Aim of the exercise =
When you have gone through the records, report how many lines include "metadatas", giving the number and nothing more.

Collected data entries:
☆ ☆ ☆ ☆

//! Prompt assembly from vector hits and graph context

use serde::{Deserialize, Serialize};
use std::collections::HashMap;

/// Documents shown to the model from the vector index
pub const MAX_PROMPT_DOCUMENTS: usize = 5;

const NO_CONTEXT: &str = "(no context retrieved)";

const INSTRUCTIONS: &str = "\
Role:
Act as a Hybrid Bonding Expert.

Tasks:
Analyze the user query and extract the most accurate answers from the research paper context.
Identify solutions relevant to the query and represent them as ontology triples.
Extract all possible impacts described in the papers. For each impact, show the effect if the \
solution is implemented and give the source paper (title, section or line reference).

Ontology Knowledge Representation

Step 2: Solutions (S) as ontology triples (Subject - Predicate - Object)
Sx : <Solution Subject> - <Predicate> - <Solution Object>
  Source: \"<Paper Title>\" (<Section/Heading/Subsection>)

Step 3: Problem -> Solution Mapping (M)
Mx : Px - addressed -> Sy
  Source: \"<Paper Title>\" (<Table/Figure/Section>)

Step 4: Impacts (I), performance or benefit impacts of the solutions
Ix : Sy -> results in -> <Impact Statement>
  Source: \"<Paper Title>\" (<Section/Heading/Subsection>)

Requirements:
Ensure all extracted knowledge is factually correct and aligned with the paper context.
Represent impacts as ontology triples too, e.g.
  Hybrid Bonding -> Improves -> Electrical Conductivity
  Solution Implementation -> Leads to -> Thermal Reliability Issues
Use titles, section labels or text lines as evidence.
If information is found only in a title, inference is allowed but the title must be cited.
Do not hallucinate. Only use the provided research paper context.
Always present output in the sequence: Step 2 -> Step 3 -> Step 4.";

/// First result row of a vector index query
#[derive(Debug, Clone, Default, PartialEq, Serialize, Deserialize)]
#[serde(default)]
pub struct VectorHits {
    pub documents: Vec<String>,
    pub metadatas: Vec<HashMap<String, String>>,
}

impl VectorHits {
    /// `source`, else `path`, else empty
    pub fn source(&self, index: usize) -> &str {
        self.metadatas
            .get(index)
            .and_then(|meta| {
                ["source", "path"]
                    .iter()
                    .filter_map(|key| meta.get(*key))
                    .find(|value| !value.is_empty())
            })
            .map(String::as_str)
            .unwrap_or("")
    }
}

/// Context block: cited documents, then the graph context
pub fn render_context_block(hits: &VectorHits, graph_context: &str) -> String {
    let mut parts: Vec<String> = hits
        .documents
        .iter()
        .take(MAX_PROMPT_DOCUMENTS)
        .enumerate()
        .map(|(i, doc)| format!("[Doc {}] {}\n{}", i + 1, hits.source(i), doc))
        .collect();

    if !graph_context.is_empty() {
        parts.push(format!("[GraphDB]\n{}", graph_context));
    }

    if parts.is_empty() {
        NO_CONTEXT.to_string()
    } else {
        parts.join("\n\n")
    }
}

/// Final instruction text for the answering model
pub fn build_prompt(question: &str, hits: &VectorHits, graph_context: &str) -> String {
    format!(
        "{INSTRUCTIONS}\n\nQuestion: {question}\n\nContext:\n{}\n\n\
         Answer concisely with citations like [Doc i] or [GraphDB] when used.\n",
        render_context_block(hits, graph_context)
    )
}

#[cfg(test)]
mod tests {
    use super::*;

    fn meta(pairs: &[(&str, &str)]) -> HashMap<String, String> {
        pairs.iter().map(|(k, v)| (k.to_string(), v.to_string())).collect()
    }

    #[test]
    fn test_empty_context_placeholder() {
        let prompt = build_prompt("What limits pitch?", &VectorHits::default(), "");
        assert!(prompt.contains("Question: What limits pitch?"));
        assert!(prompt.contains("Context:\n(no context retrieved)\n"));
    }

    #[test]
    fn test_documents_then_graph() {
        let hits = VectorHits {
            documents: vec!["Cu pads recess".to_string(), "Oxide activation".to_string()],
            metadatas: vec![meta(&[("path", "/docs/a.pdf")]), meta(&[("source", "b.pdf"), ("path", "x")])],
        };
        let block = render_context_block(&hits, "Keyword: voids");
        assert_eq!(
            block,
            "[Doc 1] /docs/a.pdf\nCu pads recess\n\n[Doc 2] b.pdf\nOxide activation\n\n[GraphDB]\nKeyword: voids"
        );
    }

    #[test]
    fn test_at_most_five_documents() {
        let hits = VectorHits {
            documents: (1..=7).map(|i| format!("doc {}", i)).collect(),
            metadatas: Vec::new(),
        };
        let block = render_context_block(&hits, "");
        assert!(block.contains("[Doc 5] \ndoc 5"));
        assert!(!block.contains("[Doc 6]"));
        assert!(!block.contains("[GraphDB]"));
    }

    #[test]
    fn test_hits_deserialize_with_missing_fields() {
        let hits: VectorHits = serde_json::from_str(r#"{"documents": ["only text"]}"#).unwrap();
        assert_eq!(hits.source(0), "");
        assert_eq!(render_context_block(&hits, ""), "[Doc 1] \nonly text");
    }
}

☆ ☆ ☆ ☆

Solved problem =
4